L’entente dans le secteur public : plus de 10% sur cinq ans ou seulement 5,25 %?

Par Carole Yerochewski

Les différentes centrales parties prenantes du Front commun (FTQ, CSN, et SISP qui regroupe la CSQ, le SFPQ et l’APTS[1] se sont félicitées de l’entente conclue à la table centrale sur les salaires, considérant, comme le gouvernement, qu’elles atteignaient plus de 10% sur 5 ans. Plusieurs protestations se sont élevées immédiatement dans les rangs syndicaux affirmant que c’était seulement 5,25 % qui était garanti. C’est pour cette raison que la FSSS, qui représente à elle seule le quart des salariés couverts par le Front commun, a refusé de recommander l’entente à ces membres, et veut poursuivre les négociations, estimant que pour la troisième convention collective de suite, ses membres employés dans la santé et les services sociaux ne verront pas leur pouvoir d’achat garanti. D’où vient cette divergence dans les calculs ? Il y a là deux façons de compter. Le Front commun additionne les éléments suivants :

  • Une augmentation forfaitaire de 500 dollars pour 2015-2016, qui ne sera toutefois versée qu’à ceux travaillant (à temps complet pour l’entièreté de la somme) et qui ne sera pas intégrée à l’échelle salariale
  • Une augmentation de 1,5% en 2016-2017
  • Une autre de 1,75 % en 2017-2018
  • Une autre de 2% en 2018-2019.
  • La relativité salariale en 2018-2019. Cette année-là, suite à l’exercice de relativité salariale qui consiste à réaligner des salaires en-dessous des rangs sur le rang, des catégories vont bénéficier d’augmentation pouvant aller jusqu’à 10%, toutefois sans rétroaction (alors qu’il s’agit de réajustements qui faisaient l’objet d’une multitude de griefs). Mais d’autres catégories n’auront rien du tout. C’est le cas de plusieurs catégories d’employés de la santé et des services sociaux et de certaines catégories de personnel de soutien scolaire.
  • Une augmentation forfaitaire de 250 dollars en 2019-2020 (toujours non intégrée à l’échelle salariale, donc non reproduite l’année suivante)

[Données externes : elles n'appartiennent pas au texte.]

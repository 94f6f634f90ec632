//! Blog post endpoints: public reads, owner-only edits, likes and comments.

pub mod handlers;
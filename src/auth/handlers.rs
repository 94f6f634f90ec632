use actix_web::{
    cookie::{time::{Duration, OffsetDateTime}, Cookie},
    http::StatusCode,
    web, HttpRequest, HttpResponse,
};
use chrono::Utc;
use serde::{Deserialize, Serialize};
use tracing::{info, warn};

use crate::auth::gate::extract_token;
use crate::db::models::UserProfile;
use crate::error::AppError;
use crate::response;
use crate::AppState;

#[derive(Debug, Deserialize)]
pub struct RegisterRequest {
    #[serde(default)]
    pub username: String,
    #[serde(default)]
    pub email: String,
    #[serde(default)]
    pub password: String,
}

impl RegisterRequest {
    fn is_complete(&self) -> bool {
        !self.username.trim().is_empty() && !self.email.trim().is_empty() && !self.password.is_empty()
    }
}

#[derive(Debug, Deserialize)]
pub struct LoginRequest {
    #[serde(default)]
    pub email: String,
    #[serde(default)]
    pub password: String,
}

#[derive(Debug, Serialize)]
pub struct AuthResponse {
    pub token: String,
}

fn identity_cookie(name: &str, value: String, expires: OffsetDateTime) -> Cookie<'static> {
    Cookie::build(name.to_owned(), value)
        .path("/")
        .http_only(true)
        .expires(expires)
        .finish()
}

pub async fn register(
    req: web::Json<RegisterRequest>,
    state: web::Data<AppState>,
) -> Result<HttpResponse, AppError> {
    if !req.is_complete() {
        warn!("Registration rejected: missing fields");
        return Err(AppError::BadRequest("Invalid request".into()));
    }
    info!("Received registration request for email: {}", req.email);

    match state.auth.register(req.username.trim(), req.email.trim(), &req.password, Utc::now()).await {
        Ok(user) => {
            info!("Registration successful for email: {} (id {})", user.email, user.id);
            Ok(response::ok(StatusCode::CREATED, "User registered"))
        }
        Err(e) => {
            warn!("Registration failed for email: {}: {}", req.email, e);
            Err(e)
        }
    }
}

pub async fn login(
    req: web::Json<LoginRequest>,
    state: web::Data<AppState>,
) -> Result<HttpResponse, AppError> {
    info!("Received login request for email: {}", req.email);

    let now = Utc::now();
    let (user, token) = match state.auth.login(req.email.trim(), &req.password, now).await {
        Ok(issued) => issued,
        Err(e) => {
            warn!("Login failed for email: {}: {}", req.email, e);
            return Err(e);
        }
    };
    info!("Login successful for user {}", user.id);

    let ttl = Duration::seconds(state.auth.tokens().ttl().num_seconds());
    let cookie = identity_cookie(&state.config.auth.cookie_name, token.clone(), OffsetDateTime::now_utc() + ttl);

    let mut resp = response::success(StatusCode::OK, "Login successful", Some(AuthResponse { token }));
    resp.add_cookie(&cookie)
        .map_err(AppError::internal("Login failed"))?;
    Ok(resp)
}

/// Returns the caller's account. Resolves its own token rather than sitting
/// behind the gate, so failures use the regular envelope.
pub async fn current_user(
    req: HttpRequest,
    state: web::Data<AppState>,
) -> Result<HttpResponse, AppError> {
    let token = extract_token(&req, &state.config.auth.cookie_name)
        .ok_or_else(|| AppError::Unauthorized("Unauthenticated".into()))?;

    let user = state.auth.current_user(&token, Utc::now()).await?;
    Ok(response::success(StatusCode::OK, "User found", Some(UserProfile::from(user))))
}

pub async fn logout(state: web::Data<AppState>) -> Result<HttpResponse, AppError> {
    let expired = identity_cookie(
        &state.config.auth.cookie_name,
        String::new(),
        OffsetDateTime::now_utc() - Duration::hours(1),
    );

    let mut resp = response::ok(StatusCode::OK, "Logout successful");
    resp.add_cookie(&expired)
        .map_err(AppError::internal("Logout failed"))?;
    Ok(resp)
}
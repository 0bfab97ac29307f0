//! # Dayplan Core Library
//!
//! Personal day planning: recurring tasks, a collision-free daily timeline,
//! completion streaks and points, and reminders.
//!
//! ## Core Modules
//!
//! - [`models`]: Tasks, occurrences, profile, notes and rewards
//! - [`recurrence`]: Expands `none|daily|weekly|monthly` rules into occurrences
//! - [`calendar`]: Month grid built from occurrences
//! - [`layout`]: Column assignment and vertical geometry of the daily timeline
//! - [`drag`]: Drag-to-reschedule state machine with guaranteed pointer release
//! - [`gamification`]: Completion toggling, points, streaks, rewards and badges
//! - [`planning`]: "Plan my day" candidates and dashboard buckets
//! - [`reports`]: Completion statistics
//! - [`reminders`]: Reminder fire times and the timer scheduler
//! - [`store`]: Key-value record store (SQLite or in-memory)
//! - [`repository`]: `Planner`, the owning store for every collection
//! - [`suggest`]: AI sub-task suggestions
//! - [`timezone`]: Local wall-clock to instant conversion
//! - [`error`]: Error types
//!
//! ## Example Usage
//!
//! ```rust,no_run
//! use chrono::NaiveDate;
//! use dayplan_core::{
//!     layout::{DayTimeline, TimelineGeometry},
//!     models::{Category, Criticality, NewTaskData, Repeat},
//!     recurrence::occurrences_on,
//!     repository::Planner,
//!     store::SqliteStore,
//! };
//!
//! #[tokio::main]
//! async fn main() -> anyhow::Result<()> {
//!     let planner = Planner::new(SqliteStore::connect("dayplan.db").await?);
//!
//!     let start = NaiveDate::from_ymd_opt(2024, 1, 1).unwrap();
//!     planner
//!         .add_task(NewTaskData {
//!             title: "Weekly review".to_string(),
//!             description: None,
//!             category: Category::Work,
//!             due_at: start.and_hms_opt(9, 0, 0).unwrap(),
//!             duration: 60,
//!             criticality: Criticality::High,
//!             repeat: Repeat::Weekly,
//!             reminder: Some(15),
//!         })
//!         .await?;
//!
//!     let day = NaiveDate::from_ymd_opt(2024, 1, 8).unwrap();
//!     let tasks = planner.tasks().await?;
//!     let timeline = DayTimeline::build(day, occurrences_on(&tasks, day), TimelineGeometry::default());
//!     for block in &timeline.blocks {
//!         println!("{} at {:.0}px, {:.0}% wide", block.occurrence.task.title, block.top, block.width());
//!     }
//!     Ok(())
//! }
//! ```

pub mod calendar;
pub mod drag;
pub mod error;
pub mod gamification;
pub mod layout;
pub mod models;
pub mod planning;
pub mod recurrence;
pub mod reminders;
pub mod reports;
pub mod repository;
pub mod store;
pub mod suggest;
pub mod timezone;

Voici tous les éléments qu’additionnent le Front commun, et dont les calculs sont contestés par la FSSS et la FAE* (qui a repris les négociations avec le gouvernement), et plusieurs syndicats locaux, notamment quelques-uns parmi les professeurs de cégeps (Montmorency, Ahuntsic, Marie-Victorin) qui ont refusé l’entente recommandée par la FNEEQ. Ce sont pourtant les professeurs de cégeps qui remportent le gros lot, car ils obtiennent enfin de passer du 22e au 23e rang, mais au prix de certaines injustices entre eux (voir ci-dessous) et pour des gains bien en-dessous que ce que la mobilisation – la plus importante depuis celle intervenue lors des négociations de 1972 – pouvait laisser espérer. De toute façon, font valoir les syndicats qui refusent l’entente, même en intégrant la relativité salariale – qui ne fait pas partie des conventions collectives et n’aurait pas dû être comptabilisée car elle ne fait que réparer une vieille injustice – il n’est pas sûr que le pouvoir d’achat soit maintenu si l’inflation atteint 2% l’an (ce qui est actuellement un scénario possible).

Si on ne comptabilise ni la relativité salariale, différente selon les catégories et de toute façon réparation d’une injustice, ni les augmentations forfaitaires, on retombe sur une augmentation de 5,25% sur 5 ans, qui est très loin de la demande initiale du Front commun, à 13,5 % sur trois ans.

La réintroduction de clauses dites « orphelin » ?

Dans cette négociation, ce sont les professeurs de cégeps et les infirmières qui y gagnent le plus. C’était, de facto ou du moins symboliquement, les locomotives de la lutte, et si elles et eux acceptent l’entente, le gouvernement peut avoir le sentiment d’avoir remporté la partie (la FIQ a dit accepter et c’est une majorité des assemblées générales de cégeps qui sont en train d’approuver l’entente, même s’il y a des votes discordants et parfois de faibles majorités). Martin Coiteux peut ainsi se féliciter d’avoir conclu une entente qui rentre dans son cadre financier, qui est celui des politiques d’austérité.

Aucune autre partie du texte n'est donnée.